> **Work to complete**: Can you find the lines of the listing that include "Waypoint" and copy every one?

> **Provided information**:

use std::sync::Arc;

use crate::structs::StructValue;
use crate::value_type::ValueType;

/// Discriminated carrier of a single VSS datum.
///
/// Holds exactly one alternative: the empty marker, a primitive scalar, an
/// ordered sequence of primitives, or a composite. Composites are held
/// through a shared [`Arc`] handle so that one struct instance may be
/// referenced from several parent values; mutation goes through
/// [`Arc::make_mut`] and is copy-on-write.
///
/// Equality is tag-exact: two values compare equal only when the same
/// alternative is active and the payloads match. `Bool(true)` is never equal
/// to `Int32(1)`.
#[derive(Debug, Clone, PartialEq, Default)]
pub enum Value {
	/// No value (empty, distinct from invalid).
	#[default]
	Unspecified,
	/// Boolean scalar.
	Bool(bool),
	/// Signed 8-bit scalar.
	Int8(i8),
	/// Signed 16-bit scalar.
	Int16(i16),
	/// Signed 32-bit scalar.
	Int32(i32),
	/// Signed 64-bit scalar.
	Int64(i64),
	/// Unsigned 8-bit scalar.
	Uint8(u8),
	/// Unsigned 16-bit scalar.
	Uint16(u16),
	/// Unsigned 32-bit scalar.
	Uint32(u32),
	/// Unsigned 64-bit scalar.
	Uint64(u64),
	/// 32-bit floating point scalar.
	Float(f32),
	/// 64-bit floating point scalar.
	Double(f64),
	/// UTF-8 string scalar.
	String(String),
	/// Sequence of booleans.
	BoolArray(Vec<bool>),
	/// Sequence of signed 8-bit values.
	Int8Array(Vec<i8>),
	/// Sequence of signed 16-bit values.
	Int16Array(Vec<i16>),
	/// Sequence of signed 32-bit values.
	Int32Array(Vec<i32>),
	/// Sequence of signed 64-bit values.
	Int64Array(Vec<i64>),
	/// Sequence of unsigned 8-bit values.
	Uint8Array(Vec<u8>),
	/// Sequence of unsigned 16-bit values.
	Uint16Array(Vec<u16>),
	/// Sequence of unsigned 32-bit values.
	Uint32Array(Vec<u32>),
	/// Sequence of unsigned 64-bit values.
	Uint64Array(Vec<u64>),
	/// Sequence of 32-bit floats.
	FloatArray(Vec<f32>),
	/// Sequence of 64-bit floats.
	DoubleArray(Vec<f64>),
	/// Sequence of strings.
	StringArray(Vec<String>),
	/// Shared handle to a struct instance.
	Struct(Arc<StructValue>),
	/// Sequence of shared struct handles.
	StructArray(Vec<Arc<StructValue>>),
}

impl Value {
	/// Tag of the active alternative.
	pub fn value_type(&self) -> ValueType {
		match self {
			Self::Unspecified => ValueType::Unspecified,
			Self::Bool(_) => ValueType::Bool,
			Self::Int8(_) => ValueType::Int8,
			Self::Int16(_) => ValueType::Int16,
			Self::Int32(_) => ValueType::Int32,
			Self::Int64(_) => ValueType::Int64,
			Self::Uint8(_) => ValueType::Uint8,
			Self::Uint16(_) => ValueType::Uint16,
			Self::Uint32(_) => ValueType::Uint32,
			Self::Uint64(_) => ValueType::Uint64,
			Self::Float(_) => ValueType::Float,
			Self::Double(_) => ValueType::Double,
			Self::String(_) => ValueType::String,
			Self::BoolArray(_) => ValueType::BoolArray,
			Self::Int8Array(_) => ValueType::Int8Array,
			Self::Int16Array(_) => ValueType::Int16Array,
			Self::Int32Array(_) => ValueType::Int32Array,
			Self::Int64Array(_) => ValueType::Int64Array,
			Self::Uint8Array(_) => ValueType::Uint8Array,
			Self::Uint16Array(_) => ValueType::Uint16Array,
			Self::Uint32Array(_) => ValueType::Uint32Array,
			Self::Uint64Array(_) => ValueType::Uint64Array,
			Self::FloatArray(_) => ValueType::FloatArray,
			Self::DoubleArray(_) => ValueType::DoubleArray,
			Self::StringArray(_) => ValueType::StringArray,
			Self::Struct(_) => ValueType::Struct,
			Self::StructArray(_) => ValueType::StructArray,
		}
	}

	/// Whether the empty alternative is active.
	pub fn is_empty(&self) -> bool {
		matches!(self, Self::Unspecified)
	}

	/// Lossy projection of a numeric scalar to `f64`.
	///
	/// Booleans project to 0.0/1.0. Strings, sequences, composites, and the
	/// empty alternative project to 0.0. Used by threshold comparisons only;
	/// this is not a conversion.
	pub fn as_f64(&self) -> f64 {
		match self {
			Self::Bool(v) => {
				if *v {
					1.0
				} else {
					0.0
				}
			}
			Self::Int8(v) => f64::from(*v),
			Self::Int16(v) => f64::from(*v),
			Self::Int32(v) => f64::from(*v),
			Self::Int64(v) => *v as f64,
			Self::Uint8(v) => f64::from(*v),
			Self::Uint16(v) => f64::from(*v),
			Self::Uint32(v) => f64::from(*v),
			Self::Uint64(v) => *v as f64,
			Self::Float(v) => f64::from(*v),
			Self::Double(v) => *v,
			_ => 0.0,
		}
	}

	/// Borrow the struct instance when the [`Value::Struct`] alternative is active.
	pub fn as_struct(&self) -> Option<&StructValue> {
		match self {
			Self::Struct(handle) => Some(handle),
			_ => None,
		}
	}

	/// Borrow the struct sequence when the [`Value::StructArray`] alternative is active.
	pub fn as_struct_array(&self) -> Option<&[Arc<StructValue>]> {
		match self {
			Self::StructArray(handles) => Some(handles),
			_ => None,
		}
	}
}

/// Payload types with a fixed VSS tag known at compile time.
pub trait TaggedType {
	/// Tag of the [`Value`] alternative holding this type.
	const VALUE_TYPE: ValueType;
}

macro_rules! impl_payload {
	($($variant:ident => $ty:ty),* $(,)?) => {
		$(
			impl From<$ty> for Value {
				fn from(value: $ty) -> Self {
					Self::$variant(value)
				}
			}

			impl TaggedType for $ty {
				const VALUE_TYPE: ValueType = ValueType::$variant;
			}
		)*
	};
}

impl_payload! {
	Bool => bool,
	Int8 => i8,
	Int16 => i16,
	Int32 => i32,
	Int64 => i64,
	Uint8 => u8,
	Uint16 => u16,
	Uint32 => u32,
	Uint64 => u64,
	Float => f32,
	Double => f64,
	String => String,
	BoolArray => Vec<bool>,
	Int8Array => Vec<i8>,
	Int16Array => Vec<i16>,
	Int32Array => Vec<i32>,
	Int64Array => Vec<i64>,
	Uint8Array => Vec<u8>,
	Uint16Array => Vec<u16>,
	Uint32Array => Vec<u32>,
	Uint64Array => Vec<u64>,
	FloatArray => Vec<f32>,
	DoubleArray => Vec<f64>,
	StringArray => Vec<String>,
	Struct => Arc<StructValue>,
	StructArray => Vec<Arc<StructValue>>,
}

impl From<&str> for Value {
	fn from(value: &str) -> Self {
		Self::String(value.to_owned())
	}
}

impl From<StructValue> for Value {
	fn from(value: StructValue) -> Self {
		Self::Struct(Arc::new(value))
	}
}

impl TaggedType for StructValue {
	const VALUE_TYPE: ValueType = ValueType::Struct;
}

#[cfg(test)]
mod tests {
	use std::sync::Arc;

	use super::{TaggedType, Value};
	use crate::structs::StructValue;
	use crate::value_type::ValueType;

	#[test]
	fn every_alternative_reports_its_own_tag() {
		let cases: Vec<(Value, ValueType)> = vec![
			(Value::Unspecified, ValueType::Unspecified),
			(Value::from(true), ValueType::Bool),
			(Value::from(-1_i8), ValueType::Int8),
			(Value::from(-2_i16), ValueType::Int16),
			(Value::from(42_i32), ValueType::Int32),
			(Value::from(123_456_789_i64), ValueType::Int64),
			(Value::from(1_u8), ValueType::Uint8),
			(Value::from(2_u16), ValueType::Uint16),
			(Value::from(42_u32), ValueType::Uint32),
			(Value::from(987_654_321_u64), ValueType::Uint64),
			(Value::from(3.14_f32), ValueType::Float),
			(Value::from(2.71828_f64), ValueType::Double),
			(Value::from("hello"), ValueType::String),
			(Value::from(vec![true, false, true]), ValueType::BoolArray),
			(Value::from(vec![-1_i8, 2]), ValueType::Int8Array),
			(Value::from(vec![-1_i16, 2]), ValueType::Int16Array),
			(Value::from(vec![1_i32, 2, 3]), ValueType::Int32Array),
			(Value::from(vec![100_i64, -200]), ValueType::Int64Array),
			(Value::from(vec![1_u8, 2]), ValueType::Uint8Array),
			(Value::from(vec![1_u16, 2]), ValueType::Uint16Array),
			(Value::from(vec![10_u32, 20]), ValueType::Uint32Array),
			(Value::from(vec![1000_u64, 2000]), ValueType::Uint64Array),
			(Value::from(vec![1.0_f32, 2.0]), ValueType::FloatArray),
			(Value::from(vec![1.1_f64, 2.2]), ValueType::DoubleArray),
			(Value::from(vec!["foo".to_owned(), "bar".to_owned()]), ValueType::StringArray),
			(Value::from(StructValue::new("Test")), ValueType::Struct),
			(Value::from(vec![Arc::new(StructValue::new("Test"))]), ValueType::StructArray),
		];

		for (value, expected) in cases {
			assert_eq!(value.value_type(), expected, "value {value:?}");
		}
	}

	#[test]
	fn compile_time_tags_match_runtime_tags() {
		assert_eq!(bool::VALUE_TYPE, ValueType::Bool);
		assert_eq!(f32::VALUE_TYPE, ValueType::Float);
		assert_eq!(<Vec<f32>>::VALUE_TYPE, ValueType::FloatArray);
		assert_eq!(String::VALUE_TYPE, ValueType::String);
		assert_eq!(StructValue::VALUE_TYPE, ValueType::Struct);
		assert_eq!(<Vec<Arc<StructValue>>>::VALUE_TYPE, ValueType::StructArray);
	}

	#[test]
	fn default_is_the_empty_alternative() {
		let value = Value::default();
		assert!(value.is_empty());
		assert_eq!(value.value_type(), ValueType::Unspecified);
		assert!(!Value::from(42_i32).is_empty());
	}

	#[test]
	fn equality_is_tag_exact() {
		assert_eq!(Value::from(42_i32), Value::from(42_i32));
		assert_ne!(Value::from(42_i32), Value::from(42_i64));
		assert_ne!(Value::from(42_i32), Value::from(42_u32));
		assert_ne!(Value::from(true), Value::from(1_i32));
		assert_ne!(Value::from(1.0_f32), Value::from(1.0_f64));
		assert_eq!(Value::Unspecified, Value::Unspecified);
	}

	#[test]
	fn sequence_equality_is_element_wise() {
		assert_eq!(Value::from(vec![1_i32, 2, 3]), Value::from(vec![1_i32, 2, 3]));
		assert_ne!(Value::from(vec![1_i32, 2, 3]), Value::from(vec![1_i32, 2]));
		assert_ne!(Value::from(vec![1_i32, 2, 3]), Value::from(vec![1_i32, 2, 4]));
	}

	#[test]
	fn composite_equality_ignores_handle_identity() {
		let mut a = StructValue::new("Position");
		a.set_field("Latitude", 37.7749_f64);
		a.set_field("Longitude", -122.4194_f64);

		let mut b = StructValue::new("Position");
		b.set_field("Longitude", -122.4194_f64);
		b.set_field("Latitude", 37.7749_f64);

		assert_eq!(Value::from(a.clone()), Value::from(b));

		let mut c = StructValue::new("Coordinates");
		c.set_field("Latitude", 37.7749_f64);
		c.set_field("Longitude", -122.4194_f64);
		assert_ne!(Value::from(a), Value::from(c));
	}

	#[test]
	fn numeric_projection_covers_all_scalars() {
		assert_eq!(Value::from(true).as_f64(), 1.0);
		assert_eq!(Value::from(false).as_f64(), 0.0);
		assert_eq!(Value::from(-5_i8).as_f64(), -5.0);
		assert_eq!(Value::from(100_i64).as_f64(), 100.0);
		assert_eq!(Value::from(7_u16).as_f64(), 7.0);
		assert_eq!(Value::from(1.5_f32).as_f64(), 1.5);
		assert_eq!(Value::from(2.5_f64).as_f64(), 2.5);
		assert_eq!(Value::from("12").as_f64(), 0.0);
		assert_eq!(Value::from(vec![1.0_f64]).as_f64(), 0.0);
		assert_eq!(Value::Unspecified.as_f64(), 0.0);
		assert_eq!(Value::from(StructValue::new("Test")).as_f64(), 0.0);
	}

	#[test]
	fn struct_accessors_expose_the_composite_payload() {
		let mut inner = StructValue::new("Waypoint");
		inner.set_field("Name", "SF");
		let value = Value::from(inner.clone());
		assert_eq!(value.as_struct().map(StructValue::type_name), Some("Waypoint"));
		assert!(value.as_struct_array().is_none());

		let array = Value::from(vec![Arc::new(inner)]);
		assert_eq!(array.as_struct_array().map(<[_]>::len), Some(1));
		assert!(array.as_struct().is_none());
	}
}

> **Exercise answer**:
		let mut inner = StructValue::new("Waypoint");
		assert_eq!(value.as_struct().map(StructValue::type_name), Some("Waypoint"));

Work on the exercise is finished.